Stored data:
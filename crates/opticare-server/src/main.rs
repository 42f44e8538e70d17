use std::path::PathBuf;

use anyhow::Context;
use clap::Parser;
use opticare_core::OptiCare;
use opticare_server::{router, AppState, ServerConfig};
use tracing::info;
use tracing_subscriber::EnvFilter;

#[derive(Debug, Parser)]
#[command(name = "opticare-server", version, about = "OptiCare practice management API")]
struct Cli {
    /// TOML configuration file
    #[arg(short, long)]
    config: Option<PathBuf>,

    /// SQLite database file
    #[arg(short, long)]
    database: Option<PathBuf>,

    /// Port to listen on
    #[arg(short, long)]
    port: Option<u16>,
}

impl Cli {
    fn into_config(self) -> anyhow::Result<ServerConfig> {
        let mut config = ServerConfig::load(self.config.as_deref())?;
        if let Some(database) = self.database {
            config.database_path = database;
        }
        if let Some(port) = self.port {
            config.port = port;
        }
        Ok(config.with_env())
    }
}

#[tokio::main]
async fn main() -> anyhow::Result<()> {
    let config = Cli::parse().into_config()?;

    let filter = EnvFilter::try_from_default_env()
        .unwrap_or_else(|_| EnvFilter::new(&config.log_level));
    tracing_subscriber::fmt().with_env_filter(filter).init();

    let core = OptiCare::open(&config.database_path, config.repository_options())
        .with_context(|| format!("opening {}", config.database_path.display()))?;
    info!("Opened database at {}", config.database_path.display());

    let app = router(AppState::new(core, config.ping_message.clone()));
    let address = config.bind_address();
    let listener = tokio::net::TcpListener::bind(&address)
        .await
        .with_context(|| format!("binding {}", address))?;
    info!("Listening on {}", address);

    axum::serve(listener, app).await?;
    Ok(())
}
//! Sectioned CSV layout for the patient report download.

use chrono::{DateTime, NaiveDate, Utc};

use super::stats::{AgeBucket, ReportStats};

/// Report title row.
pub const REPORT_TITLE: &str = "OptiCare - Patient Report";

/// Download name for a report generated on `date`.
pub fn report_file_name(date: NaiveDate) -> String {
    format!("opticare-report-{}.csv", date.format("%Y-%m-%d"))
}

/// Render the report. Every cell is quoted, rows are joined with `\n`,
/// and sections are separated by an empty row.
pub fn render_report_csv(stats: &ReportStats, generated_at: &DateTime<Utc>) -> String {
    report_rows(stats, generated_at)
        .iter()
        .map(|row| {
            row.iter()
                .map(|cell| quote(cell))
                .collect::<Vec<_>>()
                .join(",")
        })
        .collect::<Vec<_>>()
        .join("\n")
}

fn report_rows(stats: &ReportStats, generated_at: &DateTime<Utc>) -> Vec<Vec<String>> {
    let mut rows: Vec<Vec<String>> = vec![
        vec![REPORT_TITLE.into()],
        vec![format!(
            "Generated on: {}",
            generated_at.format("%Y-%m-%d %H:%M:%S UTC")
        )],
        vec![],
        vec!["KEY METRICS".into()],
        row(["Metric", "Value"]),
        vec!["Total Patients".into(), stats.total_patients.to_string()],
        vec!["Average Age".into(), stats.average_age.to_string()],
        vec![
            "Patients with Refractive Error".into(),
            stats.with_refractive_error.to_string(),
        ],
        vec![
            "Patients with Astigmatism".into(),
            stats.with_astigmatism.to_string(),
        ],
        vec![
            "Patients with Presbyopia".into(),
            stats.with_addition.to_string(),
        ],
        vec![],
        vec!["GENDER DISTRIBUTION".into()],
        row(["Gender", "Count", "Percentage"]),
    ];

    for (label, count, percent) in stats.gender_rows() {
        rows.push(vec![label.into(), count.to_string(), format!("{}%", percent)]);
    }

    rows.push(vec![]);
    rows.push(vec!["AGE DISTRIBUTION".into()]);
    rows.push(row(["Age Range", "Count"]));
    for bucket in AgeBucket::ALL {
        rows.push(vec![
            bucket.label().into(),
            stats.age_distribution.count(bucket).to_string(),
        ]);
    }

    rows.push(vec![]);
    rows.push(vec!["CLINICAL CONDITIONS".into()]);
    rows.push(row(["Condition", "Count"]));
    rows.push(vec![
        "Myopia/Sphere Error".into(),
        stats.with_refractive_error.to_string(),
    ]);
    rows.push(vec![
        "Astigmatism (Cylinder)".into(),
        stats.with_astigmatism.to_string(),
    ]);
    rows.push(vec![
        "Presbyopia (Addition)".into(),
        stats.with_addition.to_string(),
    ]);

    rows
}

fn row<const N: usize>(cells: [&str; N]) -> Vec<String> {
    cells.iter().map(|c| c.to_string()).collect()
}

fn quote(cell: &str) -> String {
    format!("\"{}\"", cell.replace('"', "\"\""))
}
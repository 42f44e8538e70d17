//! Demographic and clinical statistics over a patient list.

use serde::{Deserialize, Serialize};

use crate::models::{Patient, Sex};

/// Leading-integer parse of an age field. Blank or non-numeric text is 0.
pub fn parse_age(text: &str) -> i64 {
    let trimmed = text.trim_start();
    let (sign, digits) = match trimmed.as_bytes().first() {
        Some(b'-') => (-1, &trimmed[1..]),
        Some(b'+') => (1, &trimmed[1..]),
        _ => (1, trimmed),
    };
    let end = digits
        .find(|c: char| !c.is_ascii_digit())
        .unwrap_or(digits.len());
    digits[..end]
        .parse::<i64>()
        .map(|value| sign * value)
        .unwrap_or(0)
}

/// Fixed age ranges, inclusive on both ends.
#[derive(Debug, Clone, Copy, PartialEq, Eq, Hash)]
pub enum AgeBucket {
    UpTo18,
    From19To35,
    From36To50,
    From51To65,
    Over65,
}

impl AgeBucket {
    pub const ALL: [AgeBucket; 5] = [
        AgeBucket::UpTo18,
        AgeBucket::From19To35,
        AgeBucket::From36To50,
        AgeBucket::From51To65,
        AgeBucket::Over65,
    ];

    /// Bucket for a parsed age. Anything at or below 18 (including the 0
    /// used for unparsable ages) lands in the first bucket.
    pub fn for_age(age: i64) -> Self {
        match age {
            i64::MIN..=18 => AgeBucket::UpTo18,
            19..=35 => AgeBucket::From19To35,
            36..=50 => AgeBucket::From36To50,
            51..=65 => AgeBucket::From51To65,
            _ => AgeBucket::Over65,
        }
    }

    pub fn label(&self) -> &'static str {
        match self {
            AgeBucket::UpTo18 => "0-18",
            AgeBucket::From19To35 => "19-35",
            AgeBucket::From36To50 => "36-50",
            AgeBucket::From51To65 => "51-65",
            AgeBucket::Over65 => "65+",
        }
    }
}

/// Patient counts per age bucket.
#[derive(Debug, Clone, Copy, Default, Serialize, Deserialize, PartialEq, Eq)]
pub struct AgeDistribution {
    #[serde(rename = "0-18")]
    pub up_to_18: usize,
    #[serde(rename = "19-35")]
    pub from_19_to_35: usize,
    #[serde(rename = "36-50")]
    pub from_36_to_50: usize,
    #[serde(rename = "51-65")]
    pub from_51_to_65: usize,
    #[serde(rename = "65+")]
    pub over_65: usize,
}

impl AgeDistribution {
    /// Bucket a list of raw age fields.
    pub fn from_ages<'a>(ages: impl IntoIterator<Item = &'a str>) -> Self {
        let mut distribution = Self::default();
        for age in ages {
            *distribution.slot(AgeBucket::for_age(parse_age(age))) += 1;
        }
        distribution
    }

    pub fn count(&self, bucket: AgeBucket) -> usize {
        match bucket {
            AgeBucket::UpTo18 => self.up_to_18,
            AgeBucket::From19To35 => self.from_19_to_35,
            AgeBucket::From36To50 => self.from_36_to_50,
            AgeBucket::From51To65 => self.from_51_to_65,
            AgeBucket::Over65 => self.over_65,
        }
    }

    fn slot(&mut self, bucket: AgeBucket) -> &mut usize {
        match bucket {
            AgeBucket::UpTo18 => &mut self.up_to_18,
            AgeBucket::From19To35 => &mut self.from_19_to_35,
            AgeBucket::From36To50 => &mut self.from_36_to_50,
            AgeBucket::From51To65 => &mut self.from_51_to_65,
            AgeBucket::Over65 => &mut self.over_65,
        }
    }
}

/// Rounded mean of parsed ages; 0 for an empty list.
pub fn average_age(patients: &[Patient]) -> i64 {
    if patients.is_empty() {
        return 0;
    }
    // Ages are free text; widen so extreme values cannot overflow the sum.
    let sum: i128 = patients.iter().map(|p| i128::from(parse_age(&p.age))).sum();
    round_half_up(sum as f64 / patients.len() as f64)
}

/// Whole-number share of `count` in `total`; 0 when `total` is 0.
pub fn percentage(count: usize, total: usize) -> i64 {
    if total == 0 {
        return 0;
    }
    round_half_up(count as f64 * 100.0 / total as f64)
}

fn round_half_up(value: f64) -> i64 {
    (value + 0.5).floor() as i64
}

/// Right sphere recorded.
pub fn has_refractive_error(patient: &Patient) -> bool {
    !patient.od.sphere.is_empty()
}

/// Right cylinder recorded and not the literal "0".
pub fn has_astigmatism(patient: &Patient) -> bool {
    recorded_nonzero(&patient.od.cylinder)
}

/// Right addition recorded and not the literal "0".
pub fn has_addition(patient: &Patient) -> bool {
    recorded_nonzero(&patient.od.add)
}

fn recorded_nonzero(value: &str) -> bool {
    !value.is_empty() && value != "0"
}

/// Everything shown on the reports page and written to the CSV export.
#[derive(Debug, Clone, Default, Serialize, Deserialize, PartialEq, Eq)]
#[serde(rename_all = "camelCase")]
pub struct ReportStats {
    pub total_patients: usize,
    pub male_patients: usize,
    pub female_patients: usize,
    pub other_patients: usize,
    pub average_age: i64,
    pub with_refractive_error: usize,
    pub with_astigmatism: usize,
    pub with_addition: usize,
    pub age_distribution: AgeDistribution,
}

impl ReportStats {
    pub fn from_patients(patients: &[Patient]) -> Self {
        let count = |pred: fn(&Patient) -> bool| patients.iter().filter(|&p| pred(p)).count();
        let count_sex = |sex: Sex| patients.iter().filter(|p| p.sex == sex).count();

        Self {
            total_patients: patients.len(),
            male_patients: count_sex(Sex::Male),
            female_patients: count_sex(Sex::Female),
            other_patients: count_sex(Sex::Other),
            average_age: average_age(patients),
            with_refractive_error: count(has_refractive_error),
            with_astigmatism: count(has_astigmatism),
            with_addition: count(has_addition),
            age_distribution: AgeDistribution::from_ages(patients.iter().map(|p| p.age.as_str())),
        }
    }

    /// `(label, count, percentage)` rows for the gender breakdown.
    pub fn gender_rows(&self) -> [(&'static str, usize, i64); 3] {
        let total = self.total_patients;
        [
            ("Male", self.male_patients, percentage(self.male_patients, total)),
            ("Female", self.female_patients, percentage(self.female_patients, total)),
            ("Other", self.other_patients, percentage(self.other_patients, total)),
        ]
    }
}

Your instructions
Taking the entries from their first line through the line with "fn into_config(self) ->", inclusive, restate each line word for word and give nothing else.

Answer to the problem
filename crates/opticare-server/src/main.rs
repository 42f44e8538e70d17
use std::path::PathBuf;

use anyhow::Context;
use clap::Parser;
use opticare_core::OptiCare;
use opticare_server::{router, AppState, ServerConfig};
use tracing::info;
use tracing_subscriber::EnvFilter;

#[derive(Debug, Parser)]
#[command(name = "opticare-server", version, about = "OptiCare practice management API")]
struct Cli {
    /// TOML configuration file
    #[arg(short, long)]
    config: Option<PathBuf>,

    /// SQLite database file
    #[arg(short, long)]
    database: Option<PathBuf>,

    /// Port to listen on
    #[arg(short, long)]
    port: Option<u16>,
}

impl Cli {
    fn into_config(self) -> anyhow::Result<ServerConfig> {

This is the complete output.